WORK INSTRUCTIONS: Among the entries below, find every line that has "crate" and pull it out.

MATERIAL FOR THE TASK:
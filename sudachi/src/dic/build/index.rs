/*
 *  Copyright (c) 2021 Works Applications Co., Ltd.
 *
 *  Licensed under the Apache License, Version 2.0 (the "License");
 *  you may not use this file except in compliance with the License.
 *  You may obtain a copy of the License at
 *
 *      http://www.apache.org/licenses/LICENSE-2.0
 *
 *   Unless required by applicable law or agreed to in writing, software
 *  distributed under the License is distributed on an "AS IS" BASIS,
 *  WITHOUT WARRANTIES OR CONDITIONS OF ANY KIND, either express or implied.
 *  See the License for the specific language governing permissions and
 *  limitations under the License.
 */

use crate::dic::build::error::DicWriteError;
use crate::dic::build::primitives::write_u32_array;
use crate::dic::word_id::WordId;
use crate::error::{SudachiError, SudachiResult};
use std::collections::HashMap;
use std::io::Write;

pub struct IndexEntry {
    ids: Vec<WordId>,
    offset: usize,
}

impl Default for IndexEntry {
    fn default() -> Self {
        Self {
            ids: Vec::new(),
            offset: usize::MAX,
        }
    }
}

pub struct IndexBuilder<'a> {
    data: HashMap<&'a str, IndexEntry>,
}

impl<'a> IndexBuilder<'a> {
    pub fn new() -> Self {
        Self {
            data: HashMap::new(),
        }
    }

    pub fn add(&mut self, key: &'a str, id: WordId) {
        self.data.entry(key).or_default().ids.push(id)
    }

    pub fn build_word_id_table(&mut self) -> SudachiResult<Vec<u8>> {
        // by default assume that there will be 3 entries on average
        let mut result = Vec::with_capacity(self.data.len() * 13);
        for (k, entry) in self.data.iter_mut() {
            entry.offset = result.len();
            // clear stored ids memory after use
            let ids = std::mem::take(&mut entry.ids);
            write_u32_array(&mut result, &ids).map_err(|e| {
                SudachiError::DictionaryCompilationError(DicWriteError {
                    cause: e,
                    line: 0,
                    file: format!("<word id table for `{}` has too much entries>", k),
                })
            })?;
        }
        Ok(result)
    }

    pub fn build_trie(&mut self) -> SudachiResult<Vec<u8>> {
        let mut trie_entries: Vec<(&str, u32)> = Vec::new();
        for (k, v) in self.data.drain() {
            if v.offset > u32::MAX as _ {
                return Err(SudachiError::MissingDictionaryTrie);
            }
            trie_entries.push((k, v.offset as u32));
        }

        trie_entries.sort_by(|(a, _), (b, _)| a.cmp(b));

        let trie = yada::builder::DoubleArrayBuilder::build(&trie_entries);
        match trie {
            Some(t) => Ok(t),
            None => Err(SudachiError::MissingDictionaryTrie),
        }
    }
}
/*
 *  Copyright (c) 2021 Works Applications Co., Ltd.
 *
 *  Licensed under the Apache License, Version 2.0 (the "License");
 *  you may not use this file except in compliance with the License.
 *  You may obtain a copy of the License at
 *
 *      http://www.apache.org/licenses/LICENSE-2.0
 *
 *   Unless required by applicable law or agreed to in writing, software
 *  distributed under the License is distributed on an "AS IS" BASIS,
 *  WITHOUT WARRANTIES OR CONDITIONS OF ANY KIND, either express or implied.
 *  See the License for the specific language governing permissions and
 *  limitations under the License.
 */

use std::fmt;
use std::iter::FusedIterator;
use std::ops::Range;

use crate::analysis::inner::Node;
use crate::dic::lexicon::word_infos::{WordInfo, WordInfoData};
use crate::dic::lexicon_set::LexiconSet;
use crate::dic::subset::InfoSubset;
use crate::dic::word_id::WordId;
use crate::input_text::InputBuffer;
use crate::prelude::*;

/// Accessor trait for right connection id
pub trait RightId {
    fn right_id(&self) -> u16;
}

/// Accessor trait for the full path cost
pub trait PathCost {
    fn total_cost(&self) -> i32;

    #[inline]
    fn is_connected_to_bos(&self) -> bool {
        self.total_cost() != i32::MAX
    }
}

pub trait LatticeNode: RightId {
    fn begin(&self) -> usize;
    fn end(&self) -> usize;
    fn cost(&self) -> i16;
    fn word_id(&self) -> WordId;
    fn left_id(&self) -> u16;

    /// Is true when the word does not come from the dictionary.
    /// BOS and EOS are also treated as OOV.
    #[inline]
    fn is_oov(&self) -> bool {
        self.word_id().is_oov()
    }

    /// If a node is a special system node like BOS or EOS.
    /// Java name isSystem (which is similar to a regular node coming from the system dictionary)
    #[inline]
    fn is_special_node(&self) -> bool {
        self.word_id().is_special()
    }

    /// Returns number of codepoints in the current node
    #[inline]
    fn num_codepts(&self) -> usize {
        self.end() - self.begin()
    }

    /// Utility method for extracting [begin, end) codepoint range.
    #[inline]
    fn char_range(&self) -> Range<usize> {
        self.begin()..self.end()
    }
}

#[derive(Clone)]
/// Full lattice node, as the result of analysis.
/// All indices (including inner) are in the modified sentence space
/// Indices are converted to original sentence space when user request them.
pub struct ResultNode {
    inner: Node,
    total_cost: i32,
    begin_bytes: u16,
    end_bytes: u16,
    word_info: WordInfo,
}

impl ResultNode {
    pub fn new(
        inner: Node,
        total_cost: i32,
        begin_bytes: u16,
        end_bytes: u16,
        word_info: WordInfo,
    ) -> ResultNode {
        ResultNode {
            inner,
            total_cost,
            begin_bytes,
            end_bytes,
            word_info,
        }
    }
}

impl RightId for ResultNode {
    fn right_id(&self) -> u16 {
        self.inner.right_id()
    }
}

impl PathCost for ResultNode {
    fn total_cost(&self) -> i32 {
        self.total_cost
    }
}

impl LatticeNode for ResultNode {
    fn begin(&self) -> usize {
        self.inner.begin()
    }

    fn end(&self) -> usize {
        self.inner.end()
    }

    fn cost(&self) -> i16 {
        self.inner.cost()
    }

    fn word_id(&self) -> WordId {
        self.inner.word_id()
    }

    fn left_id(&self) -> u16 {
        self.inner.left_id()
    }
}

impl ResultNode {
    pub fn word_info(&self) -> &WordInfo {
        &self.word_info
    }

    /// Returns begin offset in bytes of node surface in a sentence
    pub fn begin_bytes(&self) -> usize {
        self.begin_bytes as usize
    }

    /// Returns end offset in bytes of node surface in a sentence
    pub fn end_bytes(&self) -> usize {
        self.end_bytes as usize
    }

    /// Returns range in bytes (for easy string slicing)
    pub fn bytes_range(&self) -> Range<usize> {
        self.begin_bytes()..self.end_bytes()
    }

    pub fn set_bytes_range(&mut self, begin: u16, end: u16) {
        self.begin_bytes = begin;
        self.end_bytes = end;
    }

    pub fn set_char_range(&mut self, begin: u16, end: u16) {
        self.inner.set_range(begin, end)
    }

    /// Returns number of splits in a specified mode
    pub fn num_splits(&self, mode: Mode) -> usize {
        match mode {
            Mode::A => self.word_info.a_unit_split().len(),
            Mode::B => self.word_info.b_unit_split().len(),
            Mode::C => 0,
        }
    }

    /// Split the node with a specified mode using the dictionary data
    pub fn split<'a>(
        &'a self,
        mode: Mode,
        lexicon: &'a LexiconSet<'a>,
        subset: InfoSubset,
        text: &'a InputBuffer,
    ) -> NodeSplitIterator<'a> {
        let splits: &[WordId] = match mode {
            Mode::A => &self.word_info.a_unit_split(),
            Mode::B => &self.word_info.b_unit_split(),
            Mode::C => panic!("splitting Node with Mode::C is not supported"),
        };

        NodeSplitIterator {
            splits,
            index: 0,
            lexicon,
            subset,
            text,
            byte_offset: self.begin_bytes,
            byte_end: self.end_bytes,
            char_offset: self.begin() as u16,
            char_end: self.end() as u16,
        }
    }
}

impl fmt::Display for ResultNode {
    fn fmt(&self, f: &mut fmt::Formatter) -> fmt::Result {
        write!(
            f,
            "{} {} {}{} {} {} {} {}",
            self.begin(),
            self.end(),
            self.word_info.surface(),
            self.word_id(),
            self.word_info().pos_id(),
            self.left_id(),
            self.right_id(),
            self.cost()
        )
    }
}

pub struct NodeSplitIterator<'a> {
    splits: &'a [WordId],
    lexicon: &'a LexiconSet<'a>,
    index: usize,
    subset: InfoSubset,
    text: &'a InputBuffer,
    char_offset: u16,
    byte_offset: u16,
    char_end: u16,
    byte_end: u16,
}

impl Iterator for NodeSplitIterator<'_> {
    type Item = ResultNode;

    #[inline]
    fn next(&mut self) -> Option<Self::Item> {
        let idx = self.index;
        if idx >= self.splits.len() {
            return None;
        }

        let char_start = self.char_offset;
        let byte_start = self.byte_offset;

        let word_id = self.splits[idx];
        // data comes from dictionary, panicking here is OK
        let word_info = self
            .lexicon
            .get_word_info_subset(word_id, self.subset)
            .unwrap();

        let (char_end, byte_end) = if idx + 1 == self.splits.len() {
            (self.char_end, self.byte_end)
        } else {
            let byte_end = byte_start as usize + word_info.head_word_length();
            let char_end = self.text.ch_idx(byte_end);
            (char_end as u16, byte_end as u16)
        };

        self.char_offset = char_end;
        self.byte_offset = byte_end;

        let inner = Node::new(char_start, char_end, u16::MAX, u16::MAX, i16::MAX, word_id);

        let node = ResultNode::new(inner, i32::MAX, byte_start, byte_end, word_info);

        self.index += 1;
        Some(node)
    }

    #[inline]
    fn size_hint(&self) -> (usize, Option<usize>) {
        (self.splits.len(), Some(self.splits.len()))
    }
}

impl FusedIterator for NodeSplitIterator<'_> {}

/// Concatenate the nodes in the range and replace normalized_form if given.
pub fn concat_nodes(
    mut path: Vec<ResultNode>,
    begin: usize,
    end: usize,
    normalized_form: Option<String>,
) -> SudachiResult<Vec<ResultNode>> {
    if begin >= end {
        return Err(SudachiError::InvalidRange(begin, end));
    }

    let end_bytes = path[end - 1].end_bytes();
    let beg_bytes = path[begin].begin_bytes();

    let mut surface = String::with_capacity(end_bytes - beg_bytes);
    let mut reading_form = String::with_capacity(end_bytes - beg_bytes);
    let mut dictionary_form = String::with_capacity(end_bytes - beg_bytes);
    let mut head_word_length: u16 = 0;

    for node in path[begin..end].iter() {
        let data = node.word_info().borrow_data();
        surface.push_str(&data.surface);
        reading_form.push_str(&data.reading_form);
        dictionary_form.push_str(&data.dictionary_form);
        head_word_length += data.head_word_length;
    }

    let normalized_form = normalized_form.unwrap_or_else(|| {
        let mut norm = String::with_capacity(end_bytes - beg_bytes);
        for node in path[begin..end].iter() {
            norm.push_str(&node.word_info().borrow_data().normalized_form);
        }
        norm
    });

    let pos_id = path[begin].word_info().pos_id();

    let new_wi = WordInfoData {
        surface,
        head_word_length,
        pos_id,
        normalized_form,
        reading_form,
        dictionary_form,
        dictionary_form_word_id: -1,
        ..Default::default()
    };

    let inner = Node::new(
        path[begin].begin() as u16,
        path[end - 1].end() as u16,
        u16::MAX,
        u16::MAX,
        i16::MAX,
        WordId::INVALID,
    );

    let node = ResultNode::new(
        inner,
        path[end - 1].total_cost,
        path[begin].begin_bytes,
        path[end - 1].end_bytes,
        new_wi.into(),
    );

    path[begin] = node;
    path.drain(begin + 1..end);
    Ok(path)
}

/// Concatenate the nodes in the range and set pos_id.
pub fn concat_oov_nodes(
    mut path: Vec<ResultNode>,
    begin: usize,
    end: usize,
    pos_id: u16,
) -> SudachiResult<Vec<ResultNode>> {
    if begin >= end {
        return Err(SudachiError::InvalidRange(begin, end));
    }

    let capa = path[end - 1].end_bytes() - path[begin].begin_bytes();

    let mut surface = String::with_capacity(capa);
    let mut head_word_length: u16 = 0;
    let mut wid = WordId::from_raw(0);

    for node in path[begin..end].iter() {
        let data = node.word_info().borrow_data();
        surface.push_str(&data.surface);
        head_word_length += data.head_word_length;
        wid = wid.max(node.word_id());
    }

    if !wid.is_oov() {
        wid = WordId::new(wid.dic(), WordId::MAX_WORD);
    }

    let new_wi = WordInfoData {
        normalized_form: surface.clone(),
        dictionary_form: surface.clone(),
        surface,
        head_word_length,
        pos_id,
        dictionary_form_word_id: -1,
        ..Default::default()
    };

    let inner = Node::new(
        path[begin].begin() as u16,
        path[end - 1].end() as u16,
        u16::MAX,
        u16::MAX,
        i16::MAX,
        wid,
    );

    let node = ResultNode::new(
        inner,
        path[end - 1].total_cost,
        path[begin].begin_bytes,
        path[end - 1].end_bytes,
        new_wi.into(),
    );

    path[begin] = node;
    path.drain(begin + 1..end);
    Ok(path)
}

SOLUTION FOR THIS EXERCISE:
use crate::dic::build::error::DicWriteError;
use crate::dic::build::primitives::write_u32_array;
use crate::dic::word_id::WordId;
use crate::error::{SudachiError, SudachiResult};
use crate::analysis::inner::Node;
use crate::dic::lexicon::word_infos::{WordInfo, WordInfoData};
use crate::dic::lexicon_set::LexiconSet;
use crate::dic::subset::InfoSubset;
use crate::dic::word_id::WordId;
use crate::input_text::InputBuffer;
use crate::prelude::*;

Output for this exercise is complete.